Although the two documentaries, David Bowie: Five Years and David Bowie: The Last Five Years both include recorded the interviews from others, the themes and shooting methods are quite different. The first one was basic on David Bowie’s request; instead of making a conventional biography about him being born and moving through his life chronologically, the director has used more contemporary editing and collage to show the most important five years in Bowie’s life. While during filming David Bowie: The Last Five Years, Bowie was very careful about his privacy and didn't give Whately the opportunity to interview him. So there's no interview videos of Bowie’s last five years in this documentary. Whately interviewed the musicians who have cooperated with Bowie in his last two albums: Blackstar and The Next Day and interviewed them in the Jazz Bar 55° which located in New York center. By representing the nervous and secret recording process from the musicians’ perspective, the film has shown Bowie's enthusiasm on music.

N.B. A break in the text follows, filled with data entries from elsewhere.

//! 聚合与 group-by 聚合算子
//!
//! 普通投影逐行读原始值；星型树投影读预聚合列（`FUNCTION__column`），
//! AVG 同时读 `SUM__column` 与 `COUNT__*`。

use std::collections::HashMap;
use std::sync::Arc;
use crate::common::{DictId, DocId, OlapError, Result};
use crate::field_type::Value;
use crate::query::aggregation::{AggregationFunctionType, AggregationResult};
use crate::query::request::AggregationInfo;
use crate::query::results::{
    ExecutionStatistics, GroupByResultMap, GroupKey, IntermediateResultsBlock, ResultsBlockData,
};
use crate::segment::DataSource;
use super::projection::ProjectionOperator;

/// 一个聚合的取值方式
enum AggregationInput {
    Count,
    Raw(Arc<DataSource>),
    PreAggregated {
        value: Arc<DataSource>,
        count: Option<Arc<DataSource>>,
    },
}

impl AggregationInput {
    fn resolve(info: &AggregationInfo, projection: &ProjectionOperator, star_tree: bool) -> Result<Self> {
        if star_tree {
            let mut columns = info.function_column_pairs().into_iter().map(|p| p.to_column_name());
            let value = match columns.next() {
                Some(c) => Arc::clone(projection.data_source(&c)?),
                None => return Err(OlapError::Internal(format!("no pre-aggregated column for {}", info.result_name()))),
            };
            let count = columns.next().map(|c| projection.data_source(&c).cloned()).transpose()?;
            return Ok(Self::PreAggregated { value, count });
        }
        if info.function == AggregationFunctionType::Count {
            return Ok(Self::Count);
        }
        let source = Arc::clone(projection.data_source(&info.column)?);
        if !source.is_single_value() || !source.data_type().is_numeric() {
            return Err(OlapError::bad_query(format!(
                "{} needs a single-value numeric column, {} is not", info.function, info.column,
            )));
        }
        Ok(Self::Raw(source))
    }

    #[inline]
    fn aggregate(&self, doc: DocId, acc: &mut AggregationResult) {
        match self {
            Self::Count => acc.add_value(0.0),
            Self::Raw(source) => {
                if let Some(v) = source.double_value(doc) {
                    acc.add_value(v);
                }
            }
            Self::PreAggregated { value, count } => {
                let v = value.double_value(doc).unwrap_or(0.0);
                let c = count.as_ref().and_then(|c| c.double_value(doc)).unwrap_or(0.0);
                acc.add_pre_aggregated(v, c);
            }
        }
    }
}

fn resolve_inputs(
    aggregations: &[AggregationInfo],
    projection:   &ProjectionOperator,
    star_tree:    bool,
) -> Result<Vec<AggregationInput>> {
    aggregations.iter().map(|a| AggregationInput::resolve(a, projection, star_tree)).collect()
}

fn initial_results(aggregations: &[AggregationInfo]) -> Vec<AggregationResult> {
    aggregations.iter().map(|a| AggregationResult::initial(a.function)).collect()
}

// ── AggregationOperator ───────────────────────────────────────────────────────

pub struct AggregationOperator {
    projection:   ProjectionOperator,
    aggregations: Vec<AggregationInfo>,
    star_tree:    bool,
    total_docs:   u64,
}

impl AggregationOperator {
    pub fn new(projection: ProjectionOperator, aggregations: Vec<AggregationInfo>, star_tree: bool, total_docs: u64) -> Self {
        Self { projection, aggregations, star_tree, total_docs }
    }

    pub fn execute(mut self) -> Result<IntermediateResultsBlock> {
        let inputs = resolve_inputs(&self.aggregations, &self.projection, self.star_tree)?;
        let mut results = initial_results(&self.aggregations);
        while let Some(block) = self.projection.next_block()? {
            for (input, acc) in inputs.iter().zip(results.iter_mut()) {
                for doc in &block {
                    input.aggregate(*doc, acc);
                }
            }
        }
        Ok(IntermediateResultsBlock {
            data: ResultsBlockData::Aggregation(results),
            stats: ExecutionStatistics::for_segment(self.projection.num_docs_scanned(), self.total_docs),
            num_groups_limit_reached: false,
        })
    }
}

// ── AggregationGroupByOperator ────────────────────────────────────────────────

pub struct AggregationGroupByOperator {
    projection:       ProjectionOperator,
    aggregations:     Vec<AggregationInfo>,
    group_by:         Vec<String>,
    num_groups_limit: usize,
    star_tree:        bool,
    total_docs:       u64,
}

impl AggregationGroupByOperator {
    pub fn new(
        projection:       ProjectionOperator,
        aggregations:     Vec<AggregationInfo>,
        group_by:         Vec<String>,
        num_groups_limit: usize,
        star_tree:        bool,
        total_docs:       u64,
    ) -> Self {
        Self { projection, aggregations, group_by, num_groups_limit, star_tree, total_docs }
    }

    pub fn execute(mut self) -> Result<IntermediateResultsBlock> {
        let inputs = resolve_inputs(&self.aggregations, &self.projection, self.star_tree)?;
        let mut group_sources = Vec::with_capacity(self.group_by.len());
        for column in &self.group_by {
            let source = Arc::clone(self.projection.data_source(column)?);
            if !source.is_single_value() || source.dictionary().is_none() {
                return Err(OlapError::bad_query(format!("cannot group by multi-value or raw column {column}")));
            }
            group_sources.push(source);
        }

        // 段内以 dict_id 元组为 key，结束时再翻译成值
        let mut groups: HashMap<Vec<DictId>, Vec<AggregationResult>> = HashMap::new();
        let mut limit_reached = false;
        let mut key: Vec<DictId> = Vec::with_capacity(group_sources.len());
        while let Some(block) = self.projection.next_block()? {
            for doc in block {
                key.clear();
                key.extend(group_sources.iter().map(|s| s.dict_id(doc).unwrap_or_default()));
                if !groups.contains_key(&key) {
                    if groups.len() >= self.num_groups_limit {
                        limit_reached = true;
                        continue;
                    }
                    groups.insert(key.clone(), initial_results(&self.aggregations));
                }
                let Some(accs) = groups.get_mut(&key) else { continue };
                for (input, acc) in inputs.iter().zip(accs.iter_mut()) {
                    input.aggregate(doc, acc);
                }
            }
        }

        let mut result: GroupByResultMap = HashMap::with_capacity(groups.len());
        for (ids, accs) in groups {
            let values = ids.iter().zip(&group_sources)
                .map(|(id, s)| s.dictionary().map_or(Value::Int(*id), |d| d.get(*id)))
                .collect();
            result.insert(GroupKey(values), accs);
        }
        Ok(IntermediateResultsBlock {
            data: ResultsBlockData::GroupBy(result),
            stats: ExecutionStatistics::for_segment(self.projection.num_docs_scanned(), self.total_docs),
            num_groups_limit_reached: limit_reached,
        })
    }
}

The director himself thinks that the difference between the two documentaries is that in the first one he wanted to show to audience a changeable Bowie, while the second one did not focus on how much he changed, but his unchanging enthusiasm for music.

David Bowie: The Last Five Years was on the air on HBO on January 8, 2017, which would have been David Bowie' s 71st birthday.